Data science is a broad term that incorporates many sub-specialities of professionals including:
- Data Scientists
- Data Analysts
- Data Architects
- Data Engineers
- Database Administrators
- Business Analysts
- Data and Analytics Managers
The professionals within each subset of the data science field provide their own unique spin on the methodology used to take their vast array of skills and turn them into working solutions for small business and large corporations alike.
The bottom line is that both large and small businesses are continually trying to strike a balance between putting their customer’s needs first and improving their margins of profitability. To accomplish this goal and become more successful, they employ any number of professionals within the data science field.
Many of the data scientist skills will cross over and be used in multiple subsets of the field’s professionals overall. Below we will discuss some of the most common skills these professionals use by breaking them down between technical and non-technical skills. Keep in mind that both are equally important when it comes to having a successful career in data science.
General Data Scientist Skills Explained
Data scientist skills can be further divided into two groups.
Technical expertise deals directly with their knowledge of sophisticated mathematical techniques, comprehension of statistics, and technologically based skills.
Non-technical skills involve their interpersonal skills, superior communication abilities, and strong teamwork capabilities.
Technical Data Science Skills
While data scientists don’t need a lifetime of knowledge stored away in their brains to get started down a successful career path in this field, a few basic technical skills that can be further expanded upon are vital.

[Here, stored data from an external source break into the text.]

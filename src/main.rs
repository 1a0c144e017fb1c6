use std::path::PathBuf;

use clap::Parser;

use keygrid::app::{App, ReportFormat};
use keygrid::config::{Config, default_log_dir};
use keygrid::error::AppResult;
use keygrid::geometry::Region;
use keygrid::input::KeymapPreset;
use keygrid::logging;

/// Keyboard-driven pointer navigation over a 3x3 grid
#[derive(Parser, Debug)]
#[command(name = "keygrid", version, about)]
struct Cli {
    /// Config file to load instead of the default location
    #[arg(long, value_name = "PATH")]
    config: Option<PathBuf>,

    /// Key layout for the grid cells
    #[arg(long, value_parser = ["qwerty", "numpad"])]
    preset: Option<String>,

    /// Tap disambiguation window in milliseconds
    #[arg(long, value_name = "MS")]
    window_ms: Option<u64>,

    /// Simulated monitor; repeat for several monitors
    #[arg(
        long = "monitor",
        value_name = "LEFT,TOP,WIDTH,HEIGHT",
        value_parser = parse_monitor
    )]
    monitors: Vec<Region>,

    /// Print events as JSON lines
    #[arg(long)]
    json: bool,

    /// Log to stderr only
    #[arg(long)]
    no_log_file: bool,
}

impl Cli {
    fn report_format(&self) -> ReportFormat {
        if self.json {
            ReportFormat::Json
        } else {
            ReportFormat::Text
        }
    }

    fn load_config(&self) -> AppResult<Config> {
        let mut config = match &self.config {
            Some(path) => Config::load_from_path(path)?,
            None => Config::load()?,
        };
        self.apply_overrides(&mut config);
        config.validate()?;
        Ok(config)
    }

    fn apply_overrides(&self, config: &mut Config) {
        if let Some(preset) = &self.preset {
            config.keymap.preset = KeymapPreset::parse(preset).as_str().to_string();
        }
        if let Some(window_ms) = self.window_ms {
            config.sequence.window_ms = window_ms;
        }
        if !self.monitors.is_empty() {
            config.desktop.monitors = self.monitors.clone();
        }
    }
}

#[tokio::main(flavor = "multi_thread")]
async fn main() {
    if let Err(err) = run().await {
        eprintln!("{err}");
        std::process::exit(1);
    }
}

async fn run() -> AppResult<()> {
    let cli = Cli::parse();

    let log_dir = if cli.no_log_file {
        None
    } else {
        default_log_dir()
    };
    logging::init(log_dir);

    let config = cli.load_config()?;
    let mut app = App::new_with_config(config)?;
    app.run(cli.report_format()).await
}

fn parse_monitor(value: &str) -> Result<Region, String> {
    let parts = value
        .split(',')
        .map(|part| part.trim().parse::<i32>())
        .collect::<Result<Vec<_>, _>>()
        .map_err(|err| format!("invalid monitor `{value}`: {err}"))?;
    let &[left, top, width, height] = parts.as_slice() else {
        return Err(format!(
            "invalid monitor `{value}`: expected LEFT,TOP,WIDTH,HEIGHT"
        ));
    };
    if width <= 0 || height <= 0 {
        return Err(format!(
            "invalid monitor `{value}`: width and height must be positive"
        ));
    }
    Ok(Region::from_origin_size(left, top, width, height))
}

These are as follows.
An Understanding of Basic Tools Used
No matter what company eventually hires a data science professional, this person will be expected to be familiar with some of the more standard programming tools and the language involved in using these programs. This includes a knowledge of things like R or Python concerning statistical programming and a familiarity with SQL regarding database querying.
Resource: Data Science Tools
An Understanding of Basic Statistics
Skills that data scientists need include being familiar with maximum likelihood estimators, statistical tests, distributions and much more. It is also vital that these professionals know how to recognize which technique is going to work best in a given situation. Depending on the company employing them, more or less emphasis may be placed on data-driven techniques used to understand and calculate statistics.

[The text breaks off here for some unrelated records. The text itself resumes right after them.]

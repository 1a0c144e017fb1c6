//! Tracing setup.
//!
//! Console output goes to stderr and is filtered by `KEYGRID_LOG`
//! (`KEYGRID_LOG=debug`, `KEYGRID_LOG=keygrid::sequence=trace`), defaulting
//! to `warn`. When a log directory is given, a daily-rolling `keygrid.log`
//! is written there at debug level.

use std::fs;
use std::io;
use std::path::PathBuf;

use tracing_subscriber::{EnvFilter, Layer, fmt, layer::SubscriberExt, util::SubscriberInitExt};

pub const LOG_ENV: &str = "KEYGRID_LOG";
const LOG_FILE_NAME: &str = "keygrid.log";

pub fn init(log_dir: Option<PathBuf>) {
    let console_filter = EnvFilter::try_from_env(LOG_ENV).unwrap_or_else(|_| EnvFilter::new("warn"));

    let console_layer = fmt::layer()
        .with_writer(io::stderr)
        .with_target(true)
        .with_filter(console_filter);

    let file_layer = match log_dir.map(ensure_dir).transpose() {
        Ok(Some(dir)) => {
            let appender = tracing_appender::rolling::daily(dir, LOG_FILE_NAME);
            Some(
                fmt::layer()
                    .with_writer(appender)
                    .with_ansi(false)
                    .with_target(true)
                    .with_line_number(true)
                    .with_filter(EnvFilter::new("debug")),
            )
        }
        Ok(None) => None,
        Err(err) => {
            eprintln!("warning: file logging disabled: {err}");
            None
        }
    };

    let result = tracing_subscriber::registry()
        .with(console_layer)
        .with(file_layer)
        .try_init();
    if let Err(err) = result {
        eprintln!("warning: tracing already initialized: {err}");
    }
}

fn ensure_dir(dir: PathBuf) -> io::Result<PathBuf> {
    fs::create_dir_all(&dir)?;
    Ok(dir)
}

A Good Understanding of Calculus and Algebra
It may seem odd that a data science professional would need to know how to perform calculus and algebra since many of the programs and software used today can do all of that and then some. It’s true that not all companies place the same emphasis on this skill. However, newer businesses whose product is defined by data and small advancements made along the way will favor professionals who have these skills and don’t rely on software alone to get the job done.
Data Visualization Skills
This skill subset is of particular importance to newer companies that are just learning to make decisions based on this type of data and the future predictions that can be learned from it.
Correcting Dirty Data
While it’s true that programs take care of this issue in many cases, the ability to locate and correct corrupt or imperfect data can be an important skill that sets one apart in the field of data science. This skill is highly favored among smaller companies where incorrect data can so vastly impact their bottom line. This set of skills can include locating and replacing missing values, correcting inconsistencies in formatting, and changing timestamps.

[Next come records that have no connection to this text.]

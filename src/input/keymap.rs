use crossterm::event::KeyModifiers;

use crate::command::{GridCell, GridCommand};
use crate::sequence::GridSymbol;

use super::keys::VirtualKey;

const KEY_M: VirtualKey = VirtualKey::from_ascii(b'M');
const KEY_N: VirtualKey = VirtualKey::from_ascii(b'N');
const KEY_Y: VirtualKey = VirtualKey::from_ascii(b'Y');

/// Grid keys in row-major order, top-left first.
const QWERTY_GRID: [[u8; 3]; 3] = [[b'Q', b'W', b'E'], [b'A', b'S', b'D'], [b'Z', b'X', b'C']];
const NUMPAD_GRID: [[u8; 3]; 3] = [[7, 8, 9], [4, 5, 6], [1, 2, 3]];

#[derive(Debug, Clone, Copy, PartialEq, Eq)]
pub enum KeymapPreset {
    Qwerty,
    Numpad,
}

impl KeymapPreset {
    pub fn parse(value: &str) -> Self {
        match value {
            "qwerty" => Self::Qwerty,
            "numpad" => Self::Numpad,
            _ => Self::Qwerty,
        }
    }

    pub fn as_str(self) -> &'static str {
        match self {
            Self::Qwerty => "qwerty",
            Self::Numpad => "numpad",
        }
    }
}

/// What a translated key asks the caller to do.
#[derive(Debug, Clone, Copy, PartialEq, Eq)]
pub enum KeyIntent {
    /// Tap-counted input for the sequence detector.
    Symbol(GridSymbol),
    /// Executes directly on the navigator, bypassing tap counting.
    Command(GridCommand),
    /// Ends the navigation session.
    Deactivate,
}

pub fn grid_cell_for_key(key: VirtualKey, preset: KeymapPreset) -> Option<GridCell> {
    let codes: [[VirtualKey; 3]; 3] = match preset {
        KeymapPreset::Qwerty => QWERTY_GRID.map(|row| row.map(VirtualKey::from_ascii)),
        KeymapPreset::Numpad => NUMPAD_GRID.map(|row| {
            row.map(|digit| VirtualKey(VirtualKey::NUMPAD0.0 + u16::from(digit)))
        }),
    };

    codes.iter().enumerate().find_map(|(row, keys)| {
        let col = keys.iter().position(|candidate| *candidate == key)?;
        GridCell::new(u8::try_from(col).ok()?, u8::try_from(row).ok()?)
    })
}

/// Translates a key-down. `None` means the key is not ours and should reach
/// the OS untouched.
pub fn translate_key_down(
    key: VirtualKey,
    modifiers: KeyModifiers,
    preset: KeymapPreset,
) -> Option<KeyIntent> {
    if key.is_modifier() {
        return None;
    }
    if modifiers.intersects(KeyModifiers::CONTROL | KeyModifiers::ALT | KeyModifiers::SUPER) {
        return None;
    }
    let shift = modifiers.contains(KeyModifiers::SHIFT);

    if let Some(cell) = grid_cell_for_key(key, preset) {
        if !shift {
            return Some(KeyIntent::Symbol(GridSymbol::Cell(cell)));
        }
        if cell == GridCell::CENTER {
            return Some(KeyIntent::Command(GridCommand::Reset(GridCell::CENTER)));
        }
        let (dx, dy) = cell.direction();
        return Some(KeyIntent::Command(GridCommand::ManualMove { dx, dy }));
    }

    if shift {
        return match key {
            KEY_M => Some(KeyIntent::Command(GridCommand::MoveToNextMonitor)),
            _ => None,
        };
    }

    match key {
        VirtualKey::BACKSPACE => Some(KeyIntent::Symbol(GridSymbol::Back)),
        VirtualKey::NUMPAD0 if preset == KeymapPreset::Numpad => {
            Some(KeyIntent::Symbol(GridSymbol::Back))
        }
        VirtualKey::ESCAPE => Some(KeyIntent::Deactivate),
        KEY_Y => Some(KeyIntent::Command(GridCommand::LeftClick)),
        KEY_N => Some(KeyIntent::Command(GridCommand::RightClick)),
        _ => None,
    }
}

/// Translates a key-up. `modifiers` must describe the state just before the
/// release, so releasing Shift itself still counts as shifted.
pub fn translate_key_up(
    key: VirtualKey,
    modifiers: KeyModifiers,
    preset: KeymapPreset,
) -> Option<KeyIntent> {
    if key.is_shift() {
        return Some(KeyIntent::Command(GridCommand::StopManualMove));
    }
    if modifiers.contains(KeyModifiers::SHIFT) && grid_cell_for_key(key, preset).is_some() {
        return Some(KeyIntent::Command(GridCommand::StopManualMove));
    }
    None
}

#[cfg(test)]
mod tests {
    use crossterm::event::KeyModifiers;

    use crate::command::{GridCell, GridCommand};
    use crate::input::VirtualKey;
    use crate::sequence::GridSymbol;

    use super::{KeyIntent, KeymapPreset, grid_cell_for_key, translate_key_down, translate_key_up};

    fn letter(ch: char) -> VirtualKey {
        VirtualKey::letter(ch).expect("letter key")
    }

    fn cell(col: u8, row: u8) -> GridCell {
        GridCell::new(col, row).expect("cell in range")
    }

    #[test]
    fn keymap_preset_parse_defaults_on_unknown_values() {
        assert_eq!(KeymapPreset::parse("qwerty"), KeymapPreset::Qwerty);
        assert_eq!(KeymapPreset::parse("numpad"), KeymapPreset::Numpad);
        assert_eq!(KeymapPreset::parse("dvorak"), KeymapPreset::Qwerty);
    }

    #[test]
    fn qwerty_grid_covers_all_nine_cells() {
        let keys = ['q', 'w', 'e', 'a', 's', 'd', 'z', 'x', 'c'];
        let cells: Vec<GridCell> = keys
            .iter()
            .filter_map(|ch| grid_cell_for_key(letter(*ch), KeymapPreset::Qwerty))
            .collect();
        assert_eq!(cells, GridCell::all().collect::<Vec<_>>());
    }

    #[test]
    fn numpad_grid_matches_physical_layout() {
        let seven = VirtualKey::numpad(7).expect("numpad key");
        let three = VirtualKey::numpad(3).expect("numpad key");
        assert_eq!(grid_cell_for_key(seven, KeymapPreset::Numpad), Some(cell(0, 0)));
        assert_eq!(grid_cell_for_key(three, KeymapPreset::Numpad), Some(cell(2, 2)));
        assert_eq!(grid_cell_for_key(seven, KeymapPreset::Qwerty), None);
    }

    #[test]
    fn plain_grid_key_is_a_tap_symbol() {
        let intent = translate_key_down(letter('d'), KeyModifiers::NONE, KeymapPreset::Qwerty);
        assert_eq!(intent, Some(KeyIntent::Symbol(GridSymbol::Cell(cell(2, 1)))));
    }

    #[test]
    fn shifted_grid_key_moves_or_resets() {
        let up_left = translate_key_down(letter('q'), KeyModifiers::SHIFT, KeymapPreset::Qwerty);
        assert_eq!(
            up_left,
            Some(KeyIntent::Command(GridCommand::ManualMove { dx: -1, dy: -1 }))
        );

        let center = translate_key_down(letter('s'), KeyModifiers::SHIFT, KeymapPreset::Qwerty);
        assert_eq!(
            center,
            Some(KeyIntent::Command(GridCommand::Reset(GridCell::CENTER)))
        );
    }

    #[test]
    fn command_keys_translate_directly() {
        let preset = KeymapPreset::Qwerty;
        assert_eq!(
            translate_key_down(letter('m'), KeyModifiers::SHIFT, preset),
            Some(KeyIntent::Command(GridCommand::MoveToNextMonitor))
        );
        assert_eq!(
            translate_key_down(letter('y'), KeyModifiers::NONE, preset),
            Some(KeyIntent::Command(GridCommand::LeftClick))
        );
        assert_eq!(
            translate_key_down(letter('n'), KeyModifiers::NONE, preset),
            Some(KeyIntent::Command(GridCommand::RightClick))
        );
        assert_eq!(
            translate_key_down(VirtualKey::BACKSPACE, KeyModifiers::NONE, preset),
            Some(KeyIntent::Symbol(GridSymbol::Back))
        );
        assert_eq!(
            translate_key_down(VirtualKey::ESCAPE, KeyModifiers::NONE, preset),
            Some(KeyIntent::Deactivate)
        );
    }

    #[test]
    fn unrelated_and_os_shortcut_keys_pass_through() {
        let preset = KeymapPreset::Qwerty;
        assert_eq!(translate_key_down(letter('m'), KeyModifiers::NONE, preset), None);
        assert_eq!(translate_key_down(letter('q'), KeyModifiers::CONTROL, preset), None);
        assert_eq!(
            translate_key_down(VirtualKey::LEFT_SHIFT, KeyModifiers::SHIFT, preset),
            None
        );
    }

    #[test]
    fn releasing_shift_or_shifted_grid_key_stops_motion() {
        let preset = KeymapPreset::Qwerty;
        let stop = Some(KeyIntent::Command(GridCommand::StopManualMove));
        assert_eq!(
            translate_key_up(VirtualKey::RIGHT_SHIFT, KeyModifiers::SHIFT, preset),
            stop
        );
        assert_eq!(translate_key_up(letter('d'), KeyModifiers::SHIFT, preset), stop);
        assert_eq!(translate_key_up(letter('d'), KeyModifiers::NONE, preset), None);
    }
}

Non-Technical Data Scientist Skills
It may seem confusing to think that data scientists would even need non-technical skills. However, there are several fundamental skills necessary that would fit into this category.
Excellent Communication Skills
Data science professionals need to be able to accurately convey the results of their work to both technically inclined individuals as well as those who are not tech savvy. To accomplish this, their interpersonal and communication skills need to be outstanding.
A Keen Sense of Curiosity
Data science professionals need to maintain a degree of curiosity to be able to detect current trends in their field and use them to make future predictions based on the data they collect and interpret. This natural curiosity will inspire them to stay on top of their game in terms of continuing their education as well.
Career Mapping and Goal Setting Skills
Individual skills that a data scientist utilizes will cross over from one sub-speciality to another. Professionals in this field may not remain in the same sub-speciality for the life of their career. Therefore, it’s important to understand what additional skills may come in handy down the line if they choose to enter another category of work within the broad field of data science. Staying ahead of the game and gaining those skills in advance can be a huge asset.
As both large and small businesses continue to rely heavily on the proper collection, analysis, and implementation of vital data regarding their company, the field of data science overall will continue to be in demand. This will provide countless opportunities for satisfying and exciting careers for those who decide to enter this field and use their data scientist skills to enhance the lives of millions of people around the globe.